▸ **Instructions to follow**:
Only lines holding the word "keys" should be copied from the material.

▸ **Dataset records**:
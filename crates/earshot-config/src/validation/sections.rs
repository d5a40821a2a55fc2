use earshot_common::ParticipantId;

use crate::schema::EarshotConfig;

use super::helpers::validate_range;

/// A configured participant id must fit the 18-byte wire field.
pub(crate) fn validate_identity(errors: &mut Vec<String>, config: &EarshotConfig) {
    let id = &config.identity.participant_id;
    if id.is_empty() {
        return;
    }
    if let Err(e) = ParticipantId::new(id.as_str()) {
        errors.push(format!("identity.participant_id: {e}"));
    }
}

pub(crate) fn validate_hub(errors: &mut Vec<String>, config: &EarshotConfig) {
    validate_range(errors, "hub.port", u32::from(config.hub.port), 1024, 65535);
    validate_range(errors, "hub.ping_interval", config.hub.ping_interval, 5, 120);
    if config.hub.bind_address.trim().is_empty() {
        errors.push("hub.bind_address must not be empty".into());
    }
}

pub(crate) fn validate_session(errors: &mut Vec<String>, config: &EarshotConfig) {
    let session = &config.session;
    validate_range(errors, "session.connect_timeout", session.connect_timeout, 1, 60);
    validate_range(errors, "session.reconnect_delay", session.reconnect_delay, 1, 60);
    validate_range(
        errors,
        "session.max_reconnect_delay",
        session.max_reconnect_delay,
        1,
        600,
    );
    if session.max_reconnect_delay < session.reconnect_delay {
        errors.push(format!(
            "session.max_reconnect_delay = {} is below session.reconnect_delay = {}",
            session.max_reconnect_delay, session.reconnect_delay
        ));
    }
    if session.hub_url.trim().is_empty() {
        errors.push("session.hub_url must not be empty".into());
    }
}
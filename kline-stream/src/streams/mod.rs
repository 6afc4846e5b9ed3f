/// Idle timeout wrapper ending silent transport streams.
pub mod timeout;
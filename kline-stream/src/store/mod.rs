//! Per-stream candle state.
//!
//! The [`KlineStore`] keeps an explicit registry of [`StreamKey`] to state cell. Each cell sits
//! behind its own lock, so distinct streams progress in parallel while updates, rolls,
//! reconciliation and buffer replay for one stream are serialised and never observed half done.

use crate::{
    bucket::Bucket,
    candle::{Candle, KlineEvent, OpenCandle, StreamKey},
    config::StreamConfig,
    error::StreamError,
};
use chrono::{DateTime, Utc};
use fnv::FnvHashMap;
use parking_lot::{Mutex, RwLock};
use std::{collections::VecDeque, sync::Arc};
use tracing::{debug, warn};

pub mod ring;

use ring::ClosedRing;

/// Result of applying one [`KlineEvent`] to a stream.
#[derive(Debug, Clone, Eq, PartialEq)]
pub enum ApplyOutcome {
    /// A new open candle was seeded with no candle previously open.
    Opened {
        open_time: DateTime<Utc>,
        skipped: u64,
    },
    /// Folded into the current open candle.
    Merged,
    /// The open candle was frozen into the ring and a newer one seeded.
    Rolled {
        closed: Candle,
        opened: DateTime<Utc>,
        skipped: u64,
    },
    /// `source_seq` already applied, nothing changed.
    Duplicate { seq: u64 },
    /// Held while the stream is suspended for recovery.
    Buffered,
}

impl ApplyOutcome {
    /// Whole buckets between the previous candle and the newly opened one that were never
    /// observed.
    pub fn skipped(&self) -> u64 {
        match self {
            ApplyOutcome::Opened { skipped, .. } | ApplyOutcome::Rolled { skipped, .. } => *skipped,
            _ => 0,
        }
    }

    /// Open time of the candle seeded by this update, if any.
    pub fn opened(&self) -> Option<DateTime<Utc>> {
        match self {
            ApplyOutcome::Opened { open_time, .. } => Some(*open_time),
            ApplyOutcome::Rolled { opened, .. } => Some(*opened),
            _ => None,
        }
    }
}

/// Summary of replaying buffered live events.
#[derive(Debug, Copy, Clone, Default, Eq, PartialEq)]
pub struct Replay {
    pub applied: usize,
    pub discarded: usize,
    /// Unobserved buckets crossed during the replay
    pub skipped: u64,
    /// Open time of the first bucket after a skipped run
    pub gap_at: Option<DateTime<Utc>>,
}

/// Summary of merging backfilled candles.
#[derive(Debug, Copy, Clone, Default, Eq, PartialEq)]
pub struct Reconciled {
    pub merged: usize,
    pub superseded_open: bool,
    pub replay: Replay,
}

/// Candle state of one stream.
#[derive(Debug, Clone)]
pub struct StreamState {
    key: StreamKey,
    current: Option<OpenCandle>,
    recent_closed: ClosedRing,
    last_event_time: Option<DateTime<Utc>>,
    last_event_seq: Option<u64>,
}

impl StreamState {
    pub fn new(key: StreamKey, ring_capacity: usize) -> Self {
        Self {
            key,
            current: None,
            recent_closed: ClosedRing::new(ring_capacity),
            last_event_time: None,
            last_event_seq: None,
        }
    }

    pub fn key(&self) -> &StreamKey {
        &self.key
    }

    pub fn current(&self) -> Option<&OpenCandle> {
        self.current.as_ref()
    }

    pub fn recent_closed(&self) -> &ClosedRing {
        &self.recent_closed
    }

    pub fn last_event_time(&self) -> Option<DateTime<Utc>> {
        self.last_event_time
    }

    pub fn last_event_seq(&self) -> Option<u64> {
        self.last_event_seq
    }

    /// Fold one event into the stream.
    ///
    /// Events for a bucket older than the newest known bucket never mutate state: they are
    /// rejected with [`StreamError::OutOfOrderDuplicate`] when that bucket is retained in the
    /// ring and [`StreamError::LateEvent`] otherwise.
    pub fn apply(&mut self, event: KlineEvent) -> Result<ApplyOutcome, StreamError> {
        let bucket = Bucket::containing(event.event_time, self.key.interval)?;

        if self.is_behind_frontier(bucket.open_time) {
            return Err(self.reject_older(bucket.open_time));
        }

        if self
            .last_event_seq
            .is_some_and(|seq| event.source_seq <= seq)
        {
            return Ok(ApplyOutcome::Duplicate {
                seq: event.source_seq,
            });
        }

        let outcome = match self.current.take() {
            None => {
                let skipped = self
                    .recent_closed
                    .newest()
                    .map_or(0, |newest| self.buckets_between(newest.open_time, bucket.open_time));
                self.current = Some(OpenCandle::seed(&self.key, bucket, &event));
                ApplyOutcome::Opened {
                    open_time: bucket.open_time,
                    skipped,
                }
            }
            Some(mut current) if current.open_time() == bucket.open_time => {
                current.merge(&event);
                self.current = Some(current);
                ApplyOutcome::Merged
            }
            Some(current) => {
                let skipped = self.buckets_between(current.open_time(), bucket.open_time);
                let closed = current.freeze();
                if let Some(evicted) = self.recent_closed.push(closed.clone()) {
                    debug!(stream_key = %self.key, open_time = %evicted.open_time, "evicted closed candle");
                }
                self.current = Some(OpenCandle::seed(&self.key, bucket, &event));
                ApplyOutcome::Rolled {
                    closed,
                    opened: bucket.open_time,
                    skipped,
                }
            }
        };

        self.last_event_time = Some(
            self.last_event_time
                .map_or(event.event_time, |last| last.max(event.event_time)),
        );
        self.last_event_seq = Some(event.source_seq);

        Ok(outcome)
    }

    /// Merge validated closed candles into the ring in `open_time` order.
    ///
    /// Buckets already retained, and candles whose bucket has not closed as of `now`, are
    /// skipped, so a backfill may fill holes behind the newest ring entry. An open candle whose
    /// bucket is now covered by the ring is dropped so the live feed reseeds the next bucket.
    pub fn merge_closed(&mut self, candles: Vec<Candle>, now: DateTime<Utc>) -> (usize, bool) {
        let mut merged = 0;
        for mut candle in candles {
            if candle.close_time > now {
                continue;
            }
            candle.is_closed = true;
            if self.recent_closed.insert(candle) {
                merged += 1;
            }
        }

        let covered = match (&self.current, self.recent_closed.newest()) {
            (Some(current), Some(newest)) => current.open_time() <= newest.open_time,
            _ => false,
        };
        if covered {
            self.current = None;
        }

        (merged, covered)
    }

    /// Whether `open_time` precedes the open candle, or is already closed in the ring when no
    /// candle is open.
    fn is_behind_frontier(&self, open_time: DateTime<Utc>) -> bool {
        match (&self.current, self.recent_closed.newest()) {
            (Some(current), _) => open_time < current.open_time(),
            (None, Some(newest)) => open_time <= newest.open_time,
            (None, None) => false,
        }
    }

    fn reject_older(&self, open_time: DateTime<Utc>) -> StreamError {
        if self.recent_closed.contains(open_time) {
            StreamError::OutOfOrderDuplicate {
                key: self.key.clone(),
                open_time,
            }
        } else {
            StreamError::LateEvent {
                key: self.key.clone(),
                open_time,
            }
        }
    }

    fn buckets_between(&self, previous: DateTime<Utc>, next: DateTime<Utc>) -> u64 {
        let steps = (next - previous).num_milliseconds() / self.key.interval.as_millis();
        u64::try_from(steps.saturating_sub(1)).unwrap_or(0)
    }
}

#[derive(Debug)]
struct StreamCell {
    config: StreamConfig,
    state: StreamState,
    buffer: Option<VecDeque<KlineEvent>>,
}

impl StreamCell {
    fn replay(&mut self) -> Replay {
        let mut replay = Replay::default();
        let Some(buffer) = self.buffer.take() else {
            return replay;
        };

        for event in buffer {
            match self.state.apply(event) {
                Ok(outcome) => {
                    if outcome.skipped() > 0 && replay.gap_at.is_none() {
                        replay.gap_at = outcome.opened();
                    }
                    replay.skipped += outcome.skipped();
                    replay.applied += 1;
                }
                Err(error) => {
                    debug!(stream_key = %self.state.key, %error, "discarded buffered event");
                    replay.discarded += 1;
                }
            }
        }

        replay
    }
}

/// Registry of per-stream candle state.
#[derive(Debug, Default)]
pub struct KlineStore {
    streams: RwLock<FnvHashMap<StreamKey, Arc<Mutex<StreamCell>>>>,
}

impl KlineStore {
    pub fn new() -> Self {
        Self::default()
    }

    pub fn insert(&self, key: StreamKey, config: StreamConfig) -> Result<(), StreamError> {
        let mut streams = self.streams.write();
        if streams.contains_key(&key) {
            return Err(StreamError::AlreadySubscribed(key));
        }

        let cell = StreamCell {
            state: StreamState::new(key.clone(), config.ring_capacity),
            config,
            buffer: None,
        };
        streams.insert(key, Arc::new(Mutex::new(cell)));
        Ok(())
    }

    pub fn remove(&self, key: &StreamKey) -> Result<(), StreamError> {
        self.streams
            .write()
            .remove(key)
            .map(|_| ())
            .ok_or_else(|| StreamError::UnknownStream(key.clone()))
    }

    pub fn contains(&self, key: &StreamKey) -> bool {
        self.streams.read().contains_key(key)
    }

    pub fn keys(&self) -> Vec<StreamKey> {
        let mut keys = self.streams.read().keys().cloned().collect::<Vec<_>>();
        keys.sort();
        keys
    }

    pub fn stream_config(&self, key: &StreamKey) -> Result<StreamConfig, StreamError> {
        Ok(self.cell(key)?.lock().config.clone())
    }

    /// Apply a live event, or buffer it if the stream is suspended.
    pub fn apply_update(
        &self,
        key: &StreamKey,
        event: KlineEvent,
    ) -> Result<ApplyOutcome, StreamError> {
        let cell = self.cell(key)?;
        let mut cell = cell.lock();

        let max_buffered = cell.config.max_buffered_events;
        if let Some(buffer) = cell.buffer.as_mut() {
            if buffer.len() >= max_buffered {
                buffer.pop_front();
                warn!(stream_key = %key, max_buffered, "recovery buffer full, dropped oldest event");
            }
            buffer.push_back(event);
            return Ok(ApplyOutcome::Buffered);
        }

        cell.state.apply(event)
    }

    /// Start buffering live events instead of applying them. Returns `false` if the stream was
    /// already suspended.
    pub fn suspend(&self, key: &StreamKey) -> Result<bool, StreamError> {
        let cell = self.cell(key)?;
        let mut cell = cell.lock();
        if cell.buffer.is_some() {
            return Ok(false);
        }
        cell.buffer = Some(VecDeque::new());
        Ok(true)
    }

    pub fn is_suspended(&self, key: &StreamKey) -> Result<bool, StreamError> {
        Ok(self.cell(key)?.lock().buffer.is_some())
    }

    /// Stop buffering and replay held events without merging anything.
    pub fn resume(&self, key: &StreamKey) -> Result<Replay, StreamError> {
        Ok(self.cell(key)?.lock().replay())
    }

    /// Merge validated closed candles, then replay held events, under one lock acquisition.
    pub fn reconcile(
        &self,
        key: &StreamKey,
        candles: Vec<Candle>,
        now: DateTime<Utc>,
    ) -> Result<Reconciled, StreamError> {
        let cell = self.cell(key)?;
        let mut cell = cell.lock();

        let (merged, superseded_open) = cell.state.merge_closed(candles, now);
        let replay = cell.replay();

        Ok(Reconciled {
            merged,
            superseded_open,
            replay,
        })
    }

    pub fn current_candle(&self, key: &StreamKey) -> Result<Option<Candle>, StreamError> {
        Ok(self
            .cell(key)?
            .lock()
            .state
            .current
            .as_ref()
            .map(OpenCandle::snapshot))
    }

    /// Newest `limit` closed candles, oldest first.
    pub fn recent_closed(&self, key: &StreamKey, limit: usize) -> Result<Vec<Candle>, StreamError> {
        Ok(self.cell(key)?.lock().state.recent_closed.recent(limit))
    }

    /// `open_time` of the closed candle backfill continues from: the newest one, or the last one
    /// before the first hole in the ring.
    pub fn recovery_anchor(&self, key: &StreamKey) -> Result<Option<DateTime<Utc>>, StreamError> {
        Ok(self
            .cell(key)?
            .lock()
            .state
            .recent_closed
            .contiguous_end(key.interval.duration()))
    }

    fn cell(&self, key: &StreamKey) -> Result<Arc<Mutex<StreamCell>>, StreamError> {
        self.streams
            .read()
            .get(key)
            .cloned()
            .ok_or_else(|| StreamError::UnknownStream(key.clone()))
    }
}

▸ **Answer to this problem**:
    pub fn keys(&self) -> Vec<StreamKey> {
        let mut keys = self.streams.read().keys().cloned().collect::<Vec<_>>();
        keys.sort();
        keys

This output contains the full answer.